Allí, las bujías de los candelabros fueron las primeras que se rodearon
de una aureola rojiza y lanzaron rayos con todos los colores del arco
iris; en seguida, todo lo que parloteaba y comía detrás de los
candelabros se borró también a mis ojos.

De tiempo en tiempo veía relucir lo blanco de una pechera o el extremo
de un brazo desnudo, en medio de una _obscuridad purpurina_, como diría
Schiller.

¡Ah, sí! ¡es cierto! Una cosa más me llamó la atención. Era mi suegro,
corriendo alrededor de la mesa con dos botellas de champagne en las
manos; se detenía junto a los que tenían la copa vacía, completamente
vacía, y les decía con insistencia:

--¡Pero beba, pues! ¿Por qué no bebe?

Cuando llegó junto a mí, le pellizqué la pierna y le dije:

--¡Viejo farsante! ¡a esto es a lo que llamas hacer correr el champaña a
mares!

Como ustedes ven, señores, la cosa iba poniéndose seria.

Y, de pronto, siento que mi corazón se ensancha... Es necesario que
hable; sí, es necesario que hable.
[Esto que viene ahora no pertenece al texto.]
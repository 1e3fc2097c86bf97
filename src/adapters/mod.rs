//! Infrastructure adapters. Implement outbound ports and the parsing stages.
//!
//! Audit API, mbox/calendar parsing, CSV output, filesystem, external tools.
//! Map infrastructure errors to DomainError.

pub mod audit;
pub mod csv;
pub mod mbox;
pub mod persistence;
pub mod tools;
pub mod ui;
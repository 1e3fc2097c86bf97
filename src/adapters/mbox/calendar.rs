//! Calendar extraction. Pulls MeetingRecords out of calendar notification
//! messages.
//!
//! Only messages whose sender starts with `calendar-notification` are
//! considered; the invitation payload is the second body part, base64-encoded
//! iCalendar. Every failure mode (missing part, bad base64, bad iCalendar) is
//! silently tolerated; the owning message is still valid, just meeting-less.

use crate::domain::MeetingRecord;
use base64::{Engine as _, engine::general_purpose::STANDARD as BASE64};
use chrono::{DateTime, NaiveDate, NaiveDateTime, Utc};
use icalendar::parser::{Component, read_calendar, unfold};
use mailparse::ParsedMail;
use tracing::debug;

/// Sender prefix that marks a message as a calendar notification.
pub const CALENDAR_SENDER_PREFIX: &str = "calendar-notification";

/// Index of the body part carrying the invitation payload.
const PAYLOAD_PART: usize = 1;

/// Extract the meetings carried by a parsed message, if it is a calendar
/// notification. Returns an empty vector in every non-success case.
pub fn extract_meetings(mail: &ParsedMail<'_>, sender: Option<&str>) -> Vec<MeetingRecord> {
    if !sender.is_some_and(|s| s.starts_with(CALENDAR_SENDER_PREFIX)) {
        return Vec::new();
    }

    let Some(part) = mail.subparts.get(PAYLOAD_PART) else {
        debug!("calendar notification without a second body part");
        return Vec::new();
    };
    let Some(ics) = decode_payload(part) else {
        debug!("calendar payload is neither iCalendar nor base64");
        return Vec::new();
    };

    let unfolded = unfold(&ics);
    let calendar = match read_calendar(&unfolded) {
        Ok(calendar) => calendar,
        Err(e) => {
            debug!(error = %e, "calendar payload did not parse");
            return Vec::new();
        }
    };

    calendar
        .components
        .iter()
        .filter(|c| c.name.as_str().eq_ignore_ascii_case("VEVENT"))
        .map(meeting_from_event)
        .collect()
}

/// Recover the iCalendar text of the payload part.
///
/// The transfer-encoding-decoded body is used directly when it already reads
/// as a calendar document; otherwise it is treated as one more base64 layer
/// (whitespace-forgiving), as produced by the notification service.
fn decode_payload(part: &ParsedMail<'_>) -> Option<String> {
    let bytes = part.get_body_raw().ok()?;
    let text = String::from_utf8_lossy(&bytes);
    if text.contains("BEGIN:VCALENDAR") {
        return Some(text.into_owned());
    }
    let compact: Vec<u8> = bytes
        .iter()
        .copied()
        .filter(|b| !b.is_ascii_whitespace())
        .collect();
    let decoded = BASE64.decode(compact).ok()?;
    Some(String::from_utf8_lossy(&decoded).into_owned())
}

fn prop_value<'a>(component: &'a Component<'_>, name: &str) -> Option<&'a str> {
    component
        .properties
        .iter()
        .find(|p| p.name.as_str().eq_ignore_ascii_case(name))
        .map(|p| p.val.as_str())
}

fn meeting_from_event(event: &Component<'_>) -> MeetingRecord {
    MeetingRecord {
        uid: prop_value(event, "UID").unwrap_or_default().to_string(),
        start: prop_value(event, "DTSTART").and_then(ical_datetime),
        end: prop_value(event, "DTEND").and_then(ical_datetime),
        summary: prop_value(event, "SUMMARY").unwrap_or_default().to_string(),
        location: prop_value(event, "LOCATION").unwrap_or_default().to_string(),
        organizer: prop_value(event, "ORGANIZER").map(strip_mailto),
        attendees: event
            .properties
            .iter()
            .filter(|p| p.name.as_str().eq_ignore_ascii_case("ATTENDEE"))
            .map(|p| strip_mailto(p.val.as_str()))
            .collect(),
    }
}

/// Organizer/attendee values arrive as `mailto:` URIs; keep the address.
fn strip_mailto(value: &str) -> String {
    let value = value.trim();
    if value.len() >= 7 && value.as_bytes()[..7].eq_ignore_ascii_case(b"mailto:") {
        value[7..].to_string()
    } else {
        value.to_string()
    }
}

/// Parse the iCal date-time forms in use: UTC (`...Z`), floating, and
/// date-only. Floating times are taken as UTC.
fn ical_datetime(raw: &str) -> Option<DateTime<Utc>> {
    let raw = raw.trim();
    if let Ok(dt) = NaiveDateTime::parse_from_str(raw, "%Y%m%dT%H%M%SZ") {
        return Some(dt.and_utc());
    }
    if let Ok(dt) = NaiveDateTime::parse_from_str(raw, "%Y%m%dT%H%M%S") {
        return Some(dt.and_utc());
    }
    NaiveDate::parse_from_str(raw, "%Y%m%d")
        .ok()
        .and_then(|d| d.and_hms_opt(0, 0, 0))
        .map(|dt| dt.and_utc())
}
Me pongo a golpear la copa como un
poseído.

--¡Por el amor de Dios, cállate!--me susurra mi novia... quiero decir,
mi mujer.

Pero, aunque la cosa tuviera que costarme la vida, tengo que hablar.

Después me han contado lo que dije entonces; si las informaciones son
exactas, fue esto, poco más o menos:

«Señoras y señores... yo no soy ya un jovencito, pero no lo siento... y
si alguno quisiera sostenerme que la juventud no debe unirse sino con la
juventud, yo le replicaría que eso es una mentira infame... En mí puede
verse la prueba de lo contrario, porque yo no soy ya joven... pero eso
no ha de impedir que haga feliz a mi mujer, porque mi mujer es un
ángel... y yo, yo tengo un corazón amante... ¡sí! ¡un corazón amante es
el que late aquí debajo de mi chaleco!... y el que lo dude, que
venga... que yo le abriré mi pecho»...

Al llegar a este punto las lágrimas ahogaron mis palabras, y me asaltó
una aflicción tan grande que tuvieron que arrastrarme apresuradamente,
fuera de la sala...

       *       *       *       *       *

Al despertarme me encontré sobre un canapé demasiado corto para mi
talla. Estaba sepultado bajo una montaña de capuchas, de esclavinas y de
chales de lana. Tenía el pescuezo torcido y las piernas acalambradas.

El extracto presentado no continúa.